China, the world’s largest crude oil importer, hasn’t condemned Russia’s invasion of Ukraine and is likely the country that will continue to trade with Russia regardless of any sanctions the Western allies decide to impose in the future.

However, China is concerned about its energy security, too, considering the skyrocketing prices of energy commodities, of which it is a major importer.

China plans to increase its crude oil, natural gas, and coal production, boost reserves of energy commodities, and keep stable imports to ensure its energy security amid skyrocketing commodities prices, the top Chinese economic planner said earlier this week.

“Since the beginning of this year, under the combined influence of multiple factors such as the Covid-19 pandemic, the monetary policy shift of major economies, and especially the escalation of geopolitical conflicts, the international commodity price situation has become more severe, complex and uncertain,” Lian Weiliang, a vice-director at the National Development and Reform Commission (NDRC), said at a press briefing as carried by South China Morning Post.

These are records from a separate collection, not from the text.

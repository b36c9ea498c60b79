//! HTTP/1.1 exchanges end to end
//!
//! Every test runs the real client against a scripted fixture server or a
//! hand-driven socket on the loopback interface.

mod common;

use common::*;
use std::io::Write;
use std::net::TcpListener;
use std::sync::atomic::{AtomicUsize, Ordering};
use std::sync::Arc;
use std::thread;
use std::time::Duration;
use vclient::http::server::Reply;
use vclient::http::{
    body, ErrorKind, HttpClient, HttpServer, InMemoryCookieStore, Method, PoolConfig, Request,
    Version,
};

#[test]
fn test_get_and_read_body() {
    init_tracing();
    let server = HttpServer::start(|req| Reply::ok(format!("hello {}", req.target))).unwrap();
    let client = http1_client();

    let (response, text) = fetch(&client, &get(&server.uri("/greet")));
    assert_eq!(response.status().code(), 200);
    assert_eq!(response.version(), Version::Http11);
    assert_eq!(response.headers().get("Content-Type"), Some("text/plain"));
    assert_eq!(text, "hello /greet");

    let seen = &server.requests()[0];
    assert_eq!(seen.method, Method::Get);
    assert_eq!(seen.header("Host"), Some(format!("127.0.0.1:{}", server.port()).as_str()));
}

#[test]
fn test_post_body_with_length() {
    let server = HttpServer::start(|req| Reply::ok(req.body.clone())).unwrap();
    let client = http1_client();

    let request = Request::builder()
        .uri(server.uri("/echo"))
        .post(body::text("ping pong"))
        .build()
        .unwrap();
    let (_, text) = fetch(&client, &request);
    assert_eq!(text, "ping pong");

    let seen = &server.requests()[0];
    assert_eq!(seen.header("Content-Length"), Some("9"));
    assert!(seen.header("Transfer-Encoding").is_none());
}

#[test]
fn test_streaming_body_is_chunked() {
    let server = HttpServer::start(|req| Reply::ok(req.body.clone())).unwrap();
    let client = http1_client();

    let request = Request::builder()
        .uri(server.uri("/echo"))
        .post(body::streaming(vec!["ab".into(), "cd".into(), "ef".into()]))
        .build()
        .unwrap();
    let (_, text) = fetch(&client, &request);
    assert_eq!(text, "abcdef");
    assert_eq!(server.requests()[0].header("Transfer-Encoding"), Some("chunked"));
}

#[test]
fn test_chunked_and_until_close_responses() {
    let server = HttpServer::start(|req| match req.target.as_str() {
        "/chunked" => Reply::ok("").chunked(vec!["one ", "two ", "three"]),
        _ => Reply::ok("streamed to the end").until_close(),
    })
    .unwrap();
    let client = http1_client();

    let (_, text) = fetch(&client, &get(&server.uri("/chunked")));
    assert_eq!(text, "one two three");
    let (_, text) = fetch(&client, &get(&server.uri("/close")));
    assert_eq!(text, "streamed to the end");
}

#[test]
fn test_response_split_byte_by_byte() {
    let server = HttpServer::start(|_| {
        Reply::ok("")
            .chunked(vec!["split ", "across ", "reads"])
            .byte_by_byte(Duration::from_micros(200))
    })
    .unwrap();
    let client = http1_client();

    for _ in 0..2 {
        let (response, text) = fetch(&client, &get(&server.uri("/slow")));
        assert_eq!(response.status().code(), 200);
        assert_eq!(text, "split across reads");
    }
    assert_eq!(server.connections(), 1);
}

#[test]
fn test_discarded_body_releases_connection() {
    let server = HttpServer::start(|_| Reply::ok("x".repeat(10_000))).unwrap();
    let client = http1_client();

    let response = client.send(&get(&server.uri("/big"))).unwrap();
    response.into_body().discard().unwrap();
    let (_, text) = fetch(&client, &get(&server.uri("/big")));
    assert_eq!(text.len(), 10_000);
    assert_eq!(server.connections(), 1);
}

#[test]
fn test_interim_response_skipped() {
    let server = HttpServer::start(|_| Reply::ok("after continue").interim(100)).unwrap();
    let (response, text) = fetch(&http1_client(), &get(&server.uri("/")));
    assert_eq!(response.status().code(), 200);
    assert_eq!(text, "after continue");
}

#[test]
fn test_head_has_no_body() {
    let server = HttpServer::start(|_| Reply::ok("invisible")).unwrap();
    let request = Request::builder().uri(server.uri("/")).head().build().unwrap();
    let (response, text) = fetch(&http1_client(), &request);
    assert_eq!(response.headers().get("Content-Length"), Some("9"));
    assert!(text.is_empty());
}

#[test]
fn test_connection_reused_after_body_read() {
    let server = HttpServer::start(|_| Reply::ok("again")).unwrap();
    let client = http1_client();

    for _ in 0..5 {
        let (_, text) = fetch(&client, &get(&server.uri("/")));
        assert_eq!(text, "again");
    }
    assert_eq!(server.connections(), 1);
    assert_eq!(client.connection_stats().opened(), 1);
}

#[test]
fn test_http10_response_not_pooled() {
    let server = HttpServer::start(|_| Reply::ok("old").http10()).unwrap();
    let client = http1_client();

    for _ in 0..3 {
        let (response, text) = fetch(&client, &get(&server.uri("/")));
        assert_eq!(response.version(), Version::Http10);
        assert_eq!(text, "old");
    }
    assert_eq!(server.connections(), 3);
}

#[test]
fn test_same_request_sent_repeatedly() {
    let server = HttpServer::start(|req| Reply::ok(req.body.clone())).unwrap();
    let client = http1_client();
    let request = Request::builder()
        .uri(server.uri("/again"))
        .put(body::bytes(&b"same payload"[..]))
        .build()
        .unwrap();

    for _ in 0..3 {
        let (_, text) = fetch(&client, &request);
        assert_eq!(text, "same payload");
    }
    let seen = server.requests();
    assert_eq!(seen.len(), 3);
    assert!(seen.iter().all(|r| r.body == b"same payload" && r.method == Method::Put));
}

#[test]
fn test_uri_round_trip() {
    let server = HttpServer::start(|_| Reply::ok("")).unwrap();
    let client = http1_client();
    let paths = [
        "/plain",
        "/with%20space/?q=a%2Fb&x=1",
        "/a/b/c/?empty=",
        "/unicode/%E2%82%AC",
    ];

    for path in paths {
        let uri = server.uri(path);
        let (response, _) = fetch(&client, &get(&uri));
        assert_eq!(response.uri().as_str(), uri);
        assert_eq!(response.request().uri().as_str(), uri);
    }
    let targets: Vec<String> = server.requests().into_iter().map(|r| r.target).collect();
    assert_eq!(targets, paths);
}

#[test]
fn test_body_length_mismatch() {
    let server = HttpServer::start(|req| Reply::ok(format!("{} {}", req.method.as_str(), req.target))).unwrap();
    let client = http1_client();
    let payload = vec![b'x'; 10];

    for (i, delta) in [-3i64, -2, -1, 1, 2, 3].into_iter().enumerate() {
        let declared = (payload.len() as i64 + delta) as u64;
        let body = body::declared_length(body::bytes(payload.clone()), declared);
        let builder = Request::builder().uri(server.uri("/upload"));
        let request = if i % 2 == 0 { builder.post(body) } else { builder.put(body) };
        let err = client.send(&request.build().unwrap()).unwrap_err();
        assert_eq!(err.kind(), ErrorKind::BodyLengthMismatch, "delta {}", delta);
        let message = err.to_string();
        if delta < 0 {
            assert!(message.contains("too many"), "{}", message);
        } else {
            assert!(message.contains("too few"), "{}", message);
        }

        let path = format!("/after/{}", i);
        let (response, text) = fetch(&client, &get(&server.uri(&path)));
        assert_eq!(response.status().code(), 200);
        assert_eq!(text, format!("GET {}", path));
    }
}

#[test]
fn test_truncated_response_body() {
    let server = HttpServer::start(|_| Reply::ok("short").truncated(100)).unwrap();
    let response = http1_client().send(&get(&server.uri("/"))).unwrap();
    let err = response.into_body().bytes().unwrap_err();
    assert_eq!(err.kind(), ErrorKind::Body);
}

#[test]
fn test_idempotent_request_retried_once() {
    let listener = TcpListener::bind("127.0.0.1:0").unwrap();
    let addr = listener.local_addr().unwrap();

    let handle = thread::spawn(move || {
        // First connection: read the request, then hang up without answering
        let (mut first, _) = listener.accept().unwrap();
        let head = read_head(&mut first);
        drop(first);
        let (mut second, _) = listener.accept().unwrap();
        let retried = read_head(&mut second);
        second
            .write_all(b"HTTP/1.1 200 OK\r\nContent-Length: 2\r\n\r\nok")
            .unwrap();
        (head, retried)
    });

    let client = http1_client();
    let (response, text) = fetch(&client, &get(&format!("http://{}/flaky", addr)));
    assert_eq!(response.status().code(), 200);
    assert_eq!(text, "ok");

    let (head, retried) = handle.join().unwrap();
    assert!(head.starts_with("GET /flaky HTTP/1.1"));
    assert_eq!(head, retried);
}

#[test]
fn test_retry_keeps_cookie_state() {
    let listener = TcpListener::bind("127.0.0.1:0").unwrap();
    let addr = listener.local_addr().unwrap();

    let handle = thread::spawn(move || {
        // Set a cookie, then hang up on the next request of the same connection
        let (mut first, _) = listener.accept().unwrap();
        read_head(&mut first);
        first
            .write_all(b"HTTP/1.1 200 OK\r\nSet-Cookie: id=42; Path=/\r\nContent-Length: 2\r\n\r\nin")
            .unwrap();
        let dropped = read_head(&mut first);
        drop(first);
        let (mut second, _) = listener.accept().unwrap();
        let retried = read_head(&mut second);
        second
            .write_all(b"HTTP/1.1 200 OK\r\nContent-Length: 7\r\n\r\nprofile")
            .unwrap();
        (dropped, retried)
    });

    let client = HttpClient::builder()
        .version(Version::Http11)
        .cookie_store(Arc::new(InMemoryCookieStore::new()))
        .build()
        .unwrap();
    let (_, text) = fetch(&client, &get(&format!("http://{}/login", addr)));
    assert_eq!(text, "in");
    let (response, text) = fetch(&client, &get(&format!("http://{}/profile", addr)));
    assert_eq!(response.status().code(), 200);
    assert_eq!(text, "profile");

    let (dropped, retried) = handle.join().unwrap();
    assert!(dropped.contains("Cookie: id=42"), "{}", dropped);
    assert!(retried.contains("Cookie: id=42"), "{}", retried);
}

#[test]
fn test_post_not_retried_by_default() {
    let listener = TcpListener::bind("127.0.0.1:0").unwrap();
    let addr = listener.local_addr().unwrap();

    let handle = thread::spawn(move || {
        let (mut conn, _) = listener.accept().unwrap();
        read_head(&mut conn);
        drop(conn);
        listener.set_nonblocking(true).unwrap();
        thread::sleep(Duration::from_millis(200));
        listener.accept().is_ok()
    });

    let request = Request::builder()
        .uri(format!("http://{}/submit", addr))
        .post(body::empty())
        .build()
        .unwrap();
    let err = http1_client().send(&request).unwrap_err();
    assert_eq!(err.kind(), ErrorKind::Connection);
    assert!(!handle.join().unwrap(), "POST must not be resent");
}

#[test]
fn test_concurrent_requests_share_pool() {
    let server = HttpServer::start(|req| Reply::ok(req.target.clone())).unwrap();
    let client = http1_client();
    let uri = Arc::new(server.uri(""));

    let handles: Vec<_> = (0..8)
        .map(|t| {
            let client = client.clone();
            let uri = Arc::clone(&uri);
            thread::spawn(move || {
                for i in 0..5 {
                    let path = format!("/t{}/r{}", t, i);
                    let (_, text) = fetch(&client, &get(&format!("{}{}", uri, path)));
                    assert_eq!(text, path);
                }
            })
        })
        .collect();
    for handle in handles {
        handle.join().unwrap();
    }

    assert_eq!(server.request_count(), 40);
    assert!(server.connections() <= 8, "{} connections", server.connections());
}

#[test]
fn test_send_async_completes() {
    let server = HttpServer::start(|_| Reply::ok("later").delay(Duration::from_millis(20))).unwrap();
    let client = HttpClient::builder()
        .version(Version::Http11)
        .workers(2)
        .build()
        .unwrap();

    let futures: Vec<_> = (0..4).map(|_| client.send_async(&get(&server.uri("/")))).collect();
    for future in futures {
        let response = future.wait().unwrap();
        assert_eq!(response.into_body().text().unwrap(), "later");
    }
}

#[test]
fn test_send_async_polled_by_executor() {
    let server = HttpServer::start(|_| Reply::ok("polled")).unwrap();
    let client = http1_client();
    let response = futures_lite::future::block_on(client.send_async(&get(&server.uri("/")))).unwrap();
    assert_eq!(response.into_body().text().unwrap(), "polled");
}

#[test]
fn test_dropping_body_closes_connection() {
    let big = vec![b'z'; 1 << 20];
    let server = HttpServer::start(move |_| Reply::ok(big.clone())).unwrap();
    let client = http1_client();

    let response = client.send(&get(&server.uri("/big"))).unwrap();
    drop(response);
    assert!(eventually(Duration::from_secs(2), || client.connection_stats().open() == 0));

    let (_, text) = fetch(&client, &get(&server.uri("/big")));
    assert_eq!(text.len(), 1 << 20);
    assert_eq!(server.connections(), 2);
}

#[test]
fn test_concurrent_requests_with_closing_connections() {
    let served = Arc::new(AtomicUsize::new(0));
    let counter = Arc::clone(&served);
    let server = HttpServer::start(move |req| {
        let reply = Reply::ok(req.target.clone());
        // Every other response ends its connection
        if counter.fetch_add(1, Ordering::SeqCst) % 2 == 0 {
            reply.close()
        } else {
            reply
        }
    })
    .unwrap();
    let client = HttpClient::builder()
        .version(Version::Http11)
        .pool(PoolConfig {
            idle_timeout: Duration::from_millis(100),
            ..PoolConfig::default()
        })
        .build()
        .unwrap();

    let handles: Vec<_> = (0..8)
        .map(|t| {
            let client = client.clone();
            let uri = server.uri("");
            thread::spawn(move || {
                for i in 0..10 {
                    let path = format!("/t{}/r{}", t, i);
                    let (response, text) = fetch(&client, &get(&format!("{}{}", uri, path)));
                    assert_eq!(response.status().code(), 200);
                    assert_eq!(text, path);
                }
            })
        })
        .collect();
    for handle in handles {
        handle.join().unwrap();
    }

    assert_eq!(served.load(Ordering::SeqCst), 80);
    assert!(server.connections() >= 40, "{} connections", server.connections());
    let stats = client.connection_stats();
    assert!(eventually(Duration::from_secs(5), || stats.open() == 0), "{} open", stats.open());
    assert_eq!(stats.opened(), stats.closed());
}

The upward price pressure on energy and agricultural commodities “poses a new challenge to ensure domestic supply and price stability,” Lian said.

The planning body NDRC said over the weekend that the country would raise coal production and reserves, develop “major petroleum reserve projects,” and increase petroleum reserves, too, per Reuters.

Last month, China said it would help run its coal-fired power plants at full capacity in a bid to ensure energy security, despite the climate goals of the world’s largest polluter.